The human being, or to use the Lakota term, the ikce wicasa, is the common man/woman—a peer to all other beings. He or she is not above creation, and as a peer depends on good relations with all the other elements of creation for survival and good health. If anything, the human creation is the most needy of all the created beings and depends on the medicine of other beings (e.g., plant nations and various animal nations) to overcome sickness. The Lakota view of life is based on a radical mutuality, interrelationships, and respect among all the members or peoples of creation. They have no word for “animal”; the birds belong to a nation and have status, as does everything (Smith, 1987; White Hat, 1997).
The most obvious implication of a pan-Indian perspective of health care and medicine is that it compels health care educators and practitioners to begin “indigenizing” our own consciousness, not only about the “missing chapter” in our introductory textbooks, but also about the fundamental influence of Western materialism and Eurocentrism on our thinking.
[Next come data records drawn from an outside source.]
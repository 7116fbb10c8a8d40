//! Elevation tests.
//!
//! Every privileged invocation needs its own accepted secret. A rejected or
//! unverifiable secret must never reach a privileged endpoint.

use folio_shell::shell::{InputMode, LineKind};

use crate::fixtures::{ApiCall, ShellHarness, SECRET};

/// Test: Accepted secret
/// Given `elevate update-server`
/// When the right secret is typed
/// Then the command runs with that secret as its bearer
#[tokio::test]
async fn test_accepted_secret_runs_command() {
    let mut h = ShellHarness::new();

    h.type_line("elevate update-server").await;
    assert_eq!(h.shell.state().pending_command(), Some("update-server"));

    h.type_line(SECRET).await;
    assert!(h.shell.state().is_idle());
    assert!(h.has_line(LineKind::Success, "[elevate] secret accepted"));
    assert_eq!(h.last().kind, LineKind::Success);
    assert_eq!(h.last().text, "Server will be updated shortly...");
    assert_eq!(
        h.api.calls(),
        vec![
            ApiCall::VerifySecret(SECRET.to_string()),
            ApiCall::UpdateServer {
                bearer: SECRET.to_string()
            },
        ]
    );
}

/// Test: The secret never appears in the transcript
#[tokio::test]
async fn test_secret_is_not_echoed() {
    let mut h = ShellHarness::new();
    h.elevate("update-server", SECRET).await;
    h.elevate("update-server", "wrong-guess").await;

    assert!(h.texts().iter().all(|t| !t.contains(SECRET)));
    assert!(h.texts().iter().all(|t| !t.contains("wrong-guess")));
}

/// Test: Wrong secret
/// Then "Sorry, try again." is shown and no privileged call is made.
#[tokio::test]
async fn test_wrong_secret_makes_no_privileged_call() {
    let mut h = ShellHarness::new();
    h.elevate("update-server", "nope").await;

    let last = h.last();
    assert_eq!(last.kind, LineKind::Error);
    assert_eq!(last.text, "Sorry, try again.");
    assert!(h.shell.state().is_idle());
    assert!(h.api.privileged_calls().is_empty());
}

/// Test: Verifier unreachable counts as a rejection
#[tokio::test]
async fn test_verifier_failure_fails_closed() {
    let mut h = ShellHarness::new();
    h.api.fail("verify");
    h.elevate("purge-all-cache", SECRET).await;

    assert_eq!(h.last().text, "Sorry, try again.");
    assert!(h.api.privileged_calls().is_empty());
}

/// Test: An empty secret is still sent for verification and rejected
#[tokio::test]
async fn test_empty_secret_is_rejected() {
    let mut h = ShellHarness::new();
    h.elevate("update-server", "").await;

    assert_eq!(h.api.calls(), vec![ApiCall::VerifySecret(String::new())]);
    assert_eq!(h.last().text, "Sorry, try again.");
}

/// Test: Correct secret, failing endpoint
/// Then the acceptance line is followed by the command's own error.
#[tokio::test]
async fn test_failing_update_after_accepted_secret() {
    let mut h = ShellHarness::new();
    h.api.fail("update-server");
    h.elevate("update-server", SECRET).await;

    let lines = h.lines();
    let n = lines.len();
    assert_eq!(lines[n - 2].text, "[elevate] secret accepted");
    assert_eq!(lines[n - 1].kind, LineKind::Error);
    assert_eq!(lines[n - 1].text, "Failed to schedule server update.");
    assert!(h.shell.state().is_idle());
}

/// Test: No elevated session
/// A successful elevation does not carry over to the next command line.
#[tokio::test]
async fn test_elevation_is_per_invocation() {
    let mut h = ShellHarness::new();
    h.elevate("update-server", SECRET).await;

    h.type_line("update-server").await;
    assert_eq!(
        h.last().text,
        "update-server: not enough privileges. Try 'elevate update-server'."
    );

    h.type_line("elevate purge-all-cache").await;
    assert_eq!(h.shell.state().pending_command(), Some("purge-all-cache"));
    h.type_line(SECRET).await;
    assert_eq!(h.last().text, "Entire cache purged.");

    let verifications = h
        .api
        .calls()
        .iter()
        .filter(|c| matches!(c, ApiCall::VerifySecret(_)))
        .count();
    assert_eq!(verifications, 2);
}

#[tokio::test]
async fn test_sudo_is_an_alias() {
    let mut h = ShellHarness::new();
    h.elevate("authenticate", SECRET).await;
    let via_elevate = h.last();

    h.type_line("sudo authenticate").await;
    assert_eq!(h.shell.state().pending_command(), Some("authenticate"));
    h.type_line(SECRET).await;
    assert_eq!(h.last(), via_elevate);
    assert_eq!(
        via_elevate.text,
        "Analytics unlocked: https://folio.test/analytics?token=tok-123"
    );
}

/// Test: Elevation targets that cannot be elevated
#[tokio::test]
async fn test_bad_elevation_targets() {
    let mut h = ShellHarness::new();

    h.type_line("elevate").await;
    assert_eq!(h.last().text, "usage: elevate <command>");
    assert!(h.shell.state().is_idle());

    h.type_line("elevate teleport").await;
    assert_eq!(h.last().text, "elevate: teleport: command not found");
    assert!(h.shell.state().is_idle());

    h.type_line("elevate help").await;
    assert_eq!(h.last().kind, LineKind::Info);
    assert_eq!(h.last().text, "help does not require elevation");
    assert!(h.shell.state().is_idle());

    assert!(h.api.calls().is_empty());
}

/// Test: Input mode follows the challenge
#[tokio::test]
async fn test_mode_is_secret_while_challenged() {
    let mut h = ShellHarness::new();
    let mode = h.shell.subscribe_mode();

    h.type_line("elevate update-server").await;
    assert_eq!(*mode.borrow(), InputMode::Secret);

    h.type_line(SECRET).await;
    assert_eq!(*mode.borrow(), InputMode::Command);
}

/// Test: Cancel during the secret prompt
/// Then the next line is a command again, not a secret.
#[tokio::test]
async fn test_cancel_during_secret_prompt() {
    let mut h = ShellHarness::new();
    h.type_line("elevate update-server").await;
    h.shell.cancel();

    assert!(h.shell.state().is_idle());
    assert_eq!(h.last().text, "^C");

    h.type_line(SECRET).await;
    assert_eq!(h.last().text, format!("Command not found: {SECRET}"));
    assert!(h.api.calls().is_empty());

    h.elevate("update-server", SECRET).await;
    assert_eq!(h.last().text, "Server will be updated shortly...");
}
As we begin to take multicultural perspectives seriously, the Eurocentrism of our epistemologies, pedagogies, and professional practice of medical and health services will come under greater scrutiny, and we may even question some long-held beliefs about how to provide medical and health services. There will be a greater awareness of the role and importance of spirituality, shamanic practices, and common or herbal remedies as a complement to clinical practice. Finally, there will be a reaffirmation of the importance of grassroots community development in health care delivery services, an expanding awareness of the prescribed limitations of our dominant Eurocentric models of help and healing in the United States, and the increasing need, as well as opportunities, to incorporate integrative, alternative, and complementary models of health care into our mainstream health care services (see Chapter 1).
The increasing cooperative relations between medical and health care service personnel and traditional Indian medicine practitioners provide grounds for encouragement that a multicultural approach not only is possible but also is actually taking root in Indian country. It is time for the diverse medical and health care disciplines to learn more about Native American and pan-Indian ways of healing and health. Not only will this cross-cultural collaboration benefit Indian people, but everyone in the larger culture will benefit from wider implementation of a more holistic health care model that recognizes both the physiological and the spiritual causes of disease and sickness, as well as the efficacy of both biological and spiritual remedies.
Hecetu’yelo! (Lakota, “the way it is”).